Among 2,232 adolescents, 1487 and 745 adolescents belonged to the NVX-CoV2373 vaccination group and placebo group, respectively. The mean participant age was 14 years; 53% (n=1,172) were male, 74% (n=1,660) were white, and 16% (n=359) had prior COVID-19 history. Following COVID-19 vaccination, a value of 1.5 was observed by dividing the nAb geometric mean titers (GMTs) among adolescents by the titers among young adults.

Within 64 days (median) of the follow-up period, 20 cases of mild COVID-19 were reported, including six cases in the NVX-CoV2373 vaccine recipient group and 14 cases in the placebo group. The incidence rates (number of COVID-19 cases every 100 individual years) among NVX-CoV2373 vaccinees and placebo recipients were 2.9 and 14, respectively, yielding a 79.50% efficacy for NVX-CoV2373.

WGS identified only the SARS-CoV-2 Delta VOC among 11 participants, with vaccine efficacy against the Delta VOC of 82%. The nAb GMTs and humoral responses were considerably greater among the vaccinees compared to placebo recipients. On day 35.0, robust IgG titers against spike proteins of the wild-type strain and all variants tested, including Omicron BA.1, BA.2, and BA.5 sub-VOCs.

The hACE2 receptor-binding inhibition Ab titers were largely similar to the anti-S IgG titers, although lower for the Omicron sub-VOCs. Transient and mild-moderate reactogenicity was observed, with an increase in frequency following the second NVX-CoV2373 vaccination. Serious AEs were rarely observed, and none of the AEs led to the discontinuation of the study.

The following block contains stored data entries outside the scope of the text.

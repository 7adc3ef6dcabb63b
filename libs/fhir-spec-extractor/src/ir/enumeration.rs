//! The closed enumeration of FHIR type identifiers
//!
//! Type codes from the specification (`dateTime`, `CodeableConcept`, ...) are mapped to
//! enumeration keys by upper-snake-casing them behind a fixed prefix
//! (`R4_FHIR_TYPE_DATE_TIME`). The enumeration is configuration: it is built once and
//! handed to the extractor, which fails on any key it does not contain.

use crate::error::{Error, Result};
use heck::ToShoutySnakeCase;
use serde::{Deserialize, Serialize};
use std::collections::{BTreeMap, BTreeSet};
use std::fmt;

/// Key prefix of the R4 enumeration
pub const R4_TYPE_PREFIX: &str = "R4_FHIR_TYPE_";

/// Placeholder for nested structures (BackboneElement / Element children)
pub const CHILD_TYPE_PLACEHOLDER: &str = "ChildTypeSkipValidation";

/// Placeholder for generic resources (e.g. `contained`)
pub const RESOURCE_PLACEHOLDER: &str = "Resource";

/// Type names of the built-in R4 enumeration
const R4_TYPE_NAMES: &[&str] = &[
    // Primitive types
    "base64Binary",
    "boolean",
    "canonical",
    "code",
    "date",
    "dateTime",
    "decimal",
    "id",
    "instant",
    "integer",
    "markdown",
    "oid",
    "positiveInt",
    "string",
    "time",
    "unsignedInt",
    "uri",
    "url",
    "uuid",
    "xhtml",
    // General purpose complex types
    "Address",
    "Age",
    "Annotation",
    "Attachment",
    "CodeableConcept",
    "Coding",
    "ContactPoint",
    "Count",
    "Distance",
    "Duration",
    "HumanName",
    "Identifier",
    "Money",
    "Period",
    "Quantity",
    "Range",
    "Ratio",
    "SampledData",
    "Signature",
    "Timing",
    // Metadata types
    "ContactDetail",
    "Contributor",
    "DataRequirement",
    "Expression",
    "ParameterDefinition",
    "RelatedArtifact",
    "TriggerDefinition",
    "UsageContext",
    // Special purpose types
    "Dosage",
    "Element",
    "Extension",
    "MarketingStatus",
    "Meta",
    "Narrative",
    "Population",
    "ProdCharacteristic",
    "ProductShelfLife",
    "Reference",
    "SubstanceAmount",
    // Placeholders
    CHILD_TYPE_PLACEHOLDER,
    RESOURCE_PLACEHOLDER,
];

/// One value of the type enumeration
///
/// Ordered by number, which is the order used for all output.
#[derive(Debug, Clone, PartialEq, Eq, Hash, PartialOrd, Ord, Serialize, Deserialize)]
pub struct TypeIdentifier {
    number: u32,
    key: String,
}

impl TypeIdentifier {
    pub fn number(&self) -> u32 {
        self.number
    }

    pub fn key(&self) -> &str {
        &self.key
    }
}

impl fmt::Display for TypeIdentifier {
    fn fmt(&self, f: &mut fmt::Formatter<'_>) -> fmt::Result {
        f.write_str(&self.key)
    }
}

/// Closed set of type identifiers
#[derive(Debug, Clone, PartialEq, Eq, Serialize, Deserialize)]
#[serde(try_from = "EnumerationDef", into = "EnumerationDef")]
pub struct TypeEnumeration {
    prefix: String,
    by_key: BTreeMap<String, TypeIdentifier>,
}

/// Serialized form: a prefix and a key to number table
#[derive(Debug, Clone, Serialize, Deserialize)]
struct EnumerationDef {
    prefix: String,
    values: BTreeMap<String, u32>,
}

impl TryFrom<EnumerationDef> for TypeEnumeration {
    type Error = Error;

    fn try_from(def: EnumerationDef) -> Result<Self> {
        TypeEnumeration::new(def.prefix, def.values)
    }
}

impl From<TypeEnumeration> for EnumerationDef {
    fn from(enumeration: TypeEnumeration) -> Self {
        EnumerationDef {
            values: enumeration
                .by_key
                .values()
                .map(|id| (id.key.clone(), id.number))
                .collect(),
            prefix: enumeration.prefix,
        }
    }
}

impl TypeEnumeration {
    /// Build an enumeration from explicit key/number pairs
    ///
    /// Numbers must be positive and unique, keys must carry the prefix, and both
    /// placeholder keys must be present.
    pub fn new(prefix: impl Into<String>, values: BTreeMap<String, u32>) -> Result<Self> {
        let prefix = prefix.into();
        let mut numbers = BTreeSet::new();
        let mut by_key = BTreeMap::new();

        for (key, number) in values {
            if number == 0 {
                return Err(Error::InvalidConfig(format!(
                    "type {key} uses the reserved number 0"
                )));
            }
            if !key.starts_with(&prefix) {
                return Err(Error::InvalidConfig(format!(
                    "type {key} does not start with prefix {prefix}"
                )));
            }
            if !numbers.insert(number) {
                return Err(Error::InvalidConfig(format!(
                    "type number {number} is used more than once"
                )));
            }
            by_key.insert(key.clone(), TypeIdentifier { number, key });
        }

        let enumeration = Self { prefix, by_key };
        for placeholder in [CHILD_TYPE_PLACEHOLDER, RESOURCE_PLACEHOLDER] {
            let key = enumeration.key_for(placeholder);
            if !enumeration.by_key.contains_key(&key) {
                return Err(Error::InvalidConfig(format!(
                    "placeholder type {key} is missing"
                )));
            }
        }
        Ok(enumeration)
    }

    /// Build an enumeration from type names, numbered from 1 in case-insensitive order
    pub fn from_type_names<I, S>(prefix: impl Into<String>, names: I) -> Result<Self>
    where
        I: IntoIterator<Item = S>,
        S: AsRef<str>,
    {
        let prefix = prefix.into();
        let mut values = BTreeMap::new();
        for (index, name) in sorted_type_names(names).iter().enumerate() {
            let key = format!("{}{}", prefix, name.to_shouty_snake_case());
            if values.insert(key.clone(), index as u32 + 1).is_some() {
                return Err(Error::InvalidConfig(format!(
                    "type names map to the same key {key}"
                )));
            }
        }
        Self::new(prefix, values)
    }

    /// The built-in R4 enumeration
    pub fn r4() -> Self {
        let by_key = sorted_type_names(R4_TYPE_NAMES)
            .iter()
            .enumerate()
            .map(|(index, name)| {
                let key = format!("{}{}", R4_TYPE_PREFIX, name.to_shouty_snake_case());
                let id = TypeIdentifier {
                    number: index as u32 + 1,
                    key: key.clone(),
                };
                (key, id)
            })
            .collect();
        Self {
            prefix: R4_TYPE_PREFIX.to_string(),
            by_key,
        }
    }

    pub fn prefix(&self) -> &str {
        &self.prefix
    }

    pub fn len(&self) -> usize {
        self.by_key.len()
    }

    pub fn is_empty(&self) -> bool {
        self.by_key.is_empty()
    }

    /// Enumeration key for a type code, e.g. `dateTime` -> `R4_FHIR_TYPE_DATE_TIME`
    pub fn key_for(&self, type_code: &str) -> String {
        format!("{}{}", self.prefix, type_code.to_shouty_snake_case())
    }

    /// Look up a type code; fails if the derived key is not part of the enumeration
    pub fn resolve(&self, type_code: &str) -> Result<TypeIdentifier> {
        let key = self.key_for(type_code);
        self.by_key
            .get(&key)
            .cloned()
            .ok_or(Error::UnknownTypeKey { key })
    }

    /// The nested-structure placeholder
    pub fn child_type_placeholder(&self) -> Result<TypeIdentifier> {
        self.resolve(CHILD_TYPE_PLACEHOLDER)
    }

    /// The generic resource placeholder
    pub fn resource_placeholder(&self) -> Result<TypeIdentifier> {
        self.resolve(RESOURCE_PLACEHOLDER)
    }

    /// Placeholders have no definition in the type bundle and are never expanded
    pub fn is_placeholder(&self, id: &TypeIdentifier) -> bool {
        id.key == self.key_for(CHILD_TYPE_PLACEHOLDER)
            || id.key == self.key_for(RESOURCE_PLACEHOLDER)
    }

    /// Name under which a type is looked up in the type bundle
    ///
    /// The key without prefix and underscores; the catalog matches it case-insensitively,
    /// so `R4_FHIR_TYPE_DATE_TIME` finds `dateTime`.
    pub fn catalog_name(&self, id: &TypeIdentifier) -> String {
        id.key
            .strip_prefix(&self.prefix)
            .unwrap_or(&id.key)
            .replace('_', "")
    }
}

impl Default for TypeEnumeration {
    fn default() -> Self {
        Self::r4()
    }
}

/// Deduplicated names in case-insensitive order, ties broken by the exact name
pub fn sorted_type_names<I, S>(names: I) -> Vec<String>
where
    I: IntoIterator<Item = S>,
    S: AsRef<str>,
{
    let unique: BTreeSet<String> = names.into_iter().map(|n| n.as_ref().to_string()).collect();
    let mut sorted: Vec<String> = unique.into_iter().collect();
    sorted.sort_by(|a, b| a.to_lowercase().cmp(&b.to_lowercase()).then_with(|| a.cmp(b)));
    sorted
}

The most commonly observed solicited local AEs were pain and tenderness at the site of injection for ≤2.0 days, and the most frequently documented solicited systemic AEs were headache, fatigue, myalgia, and malaise. The frequencies of unsolicited AEs were comparable in the two groups.

To conclude, based on the study findings, NVX-CoV2373 vaccination was immunogenic, efficacious, and safe to prevent SARS-CoV-2 infections, including Delta VOC infections, among adolescents. The vaccine-induced SARS-CoV-2 nAb titers were comparable among adolescents and young adults.